Since 2010, we have organized an annual scientific and family conference at Sanford Burnham Prebys that covers multiple rare diseases.

In alternate years, this meeting has focused on Congenital Disorders of Glycosylation (CDG).

Our 2024 meeting this month was a cause for celebration. Partnering with the family support and information group, CDG CARE, the Sanford Children’s Health Research Center and sponsors invited scientists, families and physicians to share their stories – some technical, some heart-breaking, some updates of ongoing therapies and some describing new developments.

Five years ago, there were no therapies; now seven are moving into patients. Celebration indeed.

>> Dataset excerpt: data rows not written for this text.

#[cfg(test)]
mod tests {
    use super::*;
    use crate::adapters::InMemoryCluster;
    use assert_matches::assert_matches;

    fn fast_waits() -> WaitConfig {
        WaitConfig {
            poll_interval: Duration::from_millis(5),
            delete_timeout: Duration::from_millis(500),
            bind_timeout: Duration::from_millis(500),
            attribute_interval: Duration::from_millis(5),
            attribute_attempts: 5,
        }
    }

    fn gateway(cluster: &Arc<InMemoryCluster>) -> Gateway {
        Gateway::new(cluster.clone(), fast_waits())
    }

    #[tokio::test]
    async fn test_retain_volume_sets_policy() {
        let cluster = Arc::new(InMemoryCluster::new());
        cluster.add_namespace("ns1");
        cluster.add_bound_claim("ns1", "pvc-a", Some("legacy"), None, "v-a");
        let gw = gateway(&cluster);

        let pv = gw.get_volume("v-a").await.unwrap();
        assert_eq!(volumes::reclaim_policy(&pv), Some(volumes::RECLAIM_DELETE));

        let updated = gw.retain_volume(pv).await.unwrap();
        assert_eq!(volumes::reclaim_policy(&updated), Some(volumes::RECLAIM_RETAIN));
        assert_eq!(
            volumes::reclaim_policy(&cluster.volume("v-a").unwrap()),
            Some(volumes::RECLAIM_RETAIN)
        );
    }

    #[tokio::test]
    async fn test_delete_claim_waits_until_gone() {
        let cluster = Arc::new(InMemoryCluster::new());
        cluster.add_namespace("ns1");
        cluster.add_bound_claim("ns1", "pvc-a", Some("legacy"), None, "v-a");
        cluster.set_delete_delay(3);
        let gw = gateway(&cluster);

        gw.delete_claim("ns1", "pvc-a").await.unwrap();
        assert!(cluster.claim("ns1", "pvc-a").is_none());
    }

    #[tokio::test]
    async fn test_delete_claim_times_out_when_stuck() {
        let cluster = Arc::new(InMemoryCluster::new());
        cluster.add_namespace("ns1");
        cluster.add_bound_claim("ns1", "pvc-a", Some("legacy"), None, "v-a");
        cluster.set_delete_delay(usize::MAX);
        let gw = gateway(&cluster);

        let err = gw.delete_claim("ns1", "pvc-a").await.unwrap_err();
        assert_matches!(err, Error::Timeout { .. });
    }

    #[tokio::test]
    async fn test_delete_poll_transport_error_is_fatal() {
        let cluster = Arc::new(InMemoryCluster::new());
        cluster.add_namespace("ns1");
        cluster.add_bound_claim("ns1", "pvc-a", Some("legacy"), None, "v-a");
        cluster.set_delete_delay(2);
        cluster.fail_operation("get_claim", "etcd leader changed");
        let gw = gateway(&cluster);

        let err = gw.delete_claim("ns1", "pvc-a").await.unwrap_err();
        assert_matches!(err, Error::Transport(_));
    }

    #[tokio::test]
    async fn test_create_claim_returns_bound_volume() {
        let cluster = Arc::new(InMemoryCluster::new());
        cluster.add_namespace("ns1");
        cluster.add_csi_storage_class("csi", "rook-ceph", "replicapool");
        cluster.set_bind_delay(2);
        cluster.queue_image_name("img-123");
        let gw = gateway(&cluster);

        let claim = cluster.new_claim("ns1", "pvc-a", "csi");
        let pv = gw.create_claim(&claim).await.unwrap();

        let attrs = volumes::placement_attributes(&pv);
        assert_eq!(attrs.image_name, "img-123");
        assert_eq!(volumes::volume_phase(&pv), Some(volumes::VOLUME_BOUND));
    }

    #[tokio::test]
    async fn test_create_claim_detects_misbinding() {
        let cluster = Arc::new(InMemoryCluster::new());
        cluster.add_namespace("ns1");
        cluster.add_csi_storage_class("csi", "rook-ceph", "replicapool");
        cluster.misbind_next_claim();
        let gw = gateway(&cluster);

        let claim = cluster.new_claim("ns1", "pvc-a", "csi");
        let err = gw.create_claim(&claim).await.unwrap_err();
        assert_matches!(err, Error::ConsistencyViolation(_));
    }

    #[tokio::test]
    async fn test_create_claim_times_out_without_provisioner() {
        let cluster = Arc::new(InMemoryCluster::new());
        cluster.add_namespace("ns1");
        cluster.add_legacy_storage_class("legacy");
        let gw = gateway(&cluster);

        let claim = cluster.new_claim("ns1", "pvc-a", "legacy");
        let err = gw.create_claim(&claim).await.unwrap_err();
        assert_matches!(err, Error::Timeout { .. });
    }

    #[tokio::test]
    async fn test_wait_for_placement_retries() {
        let cluster = Arc::new(InMemoryCluster::new());
        cluster.add_namespace("ns1");
        cluster.add_csi_storage_class("csi", "rook-ceph", "replicapool");
        let gw = gateway(&cluster);

        let pv = gw
            .create_claim(&cluster.new_claim("ns1", "pvc-a", "csi"))
            .await
            .unwrap();
        let name = volumes::volume_name(&pv).to_string();
        cluster.set_attribute_delay(&name, 3);

        let attrs = gw.wait_for_placement(&name).await.unwrap();
        assert_eq!(attrs.pool, "replicapool");
        assert_eq!(attrs.cluster_id, "rook-ceph");
    }

    #[tokio::test]
    async fn test_wait_for_placement_gives_up() {
        let cluster = Arc::new(InMemoryCluster::new());
        cluster.add_namespace("ns1");
        cluster.add_csi_storage_class("csi", "rook-ceph", "replicapool");
        let gw = gateway(&cluster);

        let pv = gw
            .create_claim(&cluster.new_claim("ns1", "pvc-a", "csi"))
            .await
            .unwrap();
        let name = volumes::volume_name(&pv).to_string();
        cluster.set_attribute_delay(&name, 100);

        let err = gw.wait_for_placement(&name).await.unwrap_err();
        assert_matches!(err, Error::MissingField { ref field, .. } if field.contains("imageName"));
    }

    #[tokio::test]
    async fn test_list_single_claim() {
        let cluster = Arc::new(InMemoryCluster::new());
        cluster.add_namespace("ns1");
        cluster.add_bound_claim("ns1", "pvc-a", Some("legacy"), None, "v-a");
        let gw = gateway(&cluster);

        assert_eq!(gw.list_single_claim("pvc-a", "ns1").await.unwrap().len(), 1);
        assert!(gw.list_single_claim("pvc-x", "ns1").await.unwrap().is_empty());
    }

    #[tokio::test]
    async fn test_storage_registry_parses_entries() {
        let cluster = Arc::new(InMemoryCluster::new());
        cluster.set_registry(
            "rook-ceph",
            r#"[{"clusterID":"rook-ceph","monitors":["10.0.0.1:6789"]},{"clusterID":"other","monitors":[]}]"#,
        );
        let gw = gateway(&cluster);

        let entries = gw.storage_registry("rook-ceph").await.unwrap();
        assert_eq!(entries.len(), 2);
        assert_eq!(entries[0], RegistryEntry::new("rook-ceph", &["10.0.0.1:6789"]));
    }

    #[tokio::test]
    async fn test_storage_registry_malformed() {
        let cluster = Arc::new(InMemoryCluster::new());
        cluster.set_registry("rook-ceph", "{not json");
        let gw = gateway(&cluster);

        assert_matches!(
            gw.storage_registry("rook-ceph").await,
            Err(Error::MalformedRegistry(_))
        );
    }

    #[tokio::test]
    async fn test_storage_registry_missing_config_map() {
        let cluster = Arc::new(InMemoryCluster::new());
        let gw = gateway(&cluster);

        let err = gw.storage_registry("rook-ceph").await.unwrap_err();
        assert!(err.is_not_found());
    }

    #[tokio::test]
    async fn test_credential_fields() {
        let cluster = Arc::new(InMemoryCluster::new());
        cluster.set_credential("rook-ceph", "csi-rbd-provisioner", "AQBkey==");
        let gw = gateway(&cluster);

        let credential = gw.credential("rook-ceph").await.unwrap();
        assert_eq!(credential.user_id, "csi-rbd-provisioner");
        assert_eq!(credential.key, "AQBkey==");
    }

    #[tokio::test]
    async fn test_credential_missing_key() {
        let cluster = Arc::new(InMemoryCluster::new());
        cluster.set_secret_data(
            "rook-ceph",
            RBD_PROVISIONER_SECRET,
            [(SECRET_USER_ID.to_string(), b"csi-rbd-provisioner".to_vec())].into(),
        );
        let gw = gateway(&cluster);

        let err = gw.credential("rook-ceph").await.unwrap_err();
        assert_matches!(err, Error::MissingField { ref field, .. } if field == SECRET_USER_KEY);
    }
}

Our keynote speaker, Joni Rutter, PhD, director of the National Center for Advancing Translational Sciences, part of the National Institutes of Health, commented on our event:  “Meetings that engage clinicians, scientists, advocates and families equally should be the standard. (Our) approach is a model of collaboration and impact.”

In this CDG CARE video of this month’s gathering, you can see the joy, optimism and hope that inspires and helps carry us all. Thanks to everyone for their support. It makes those smiles real.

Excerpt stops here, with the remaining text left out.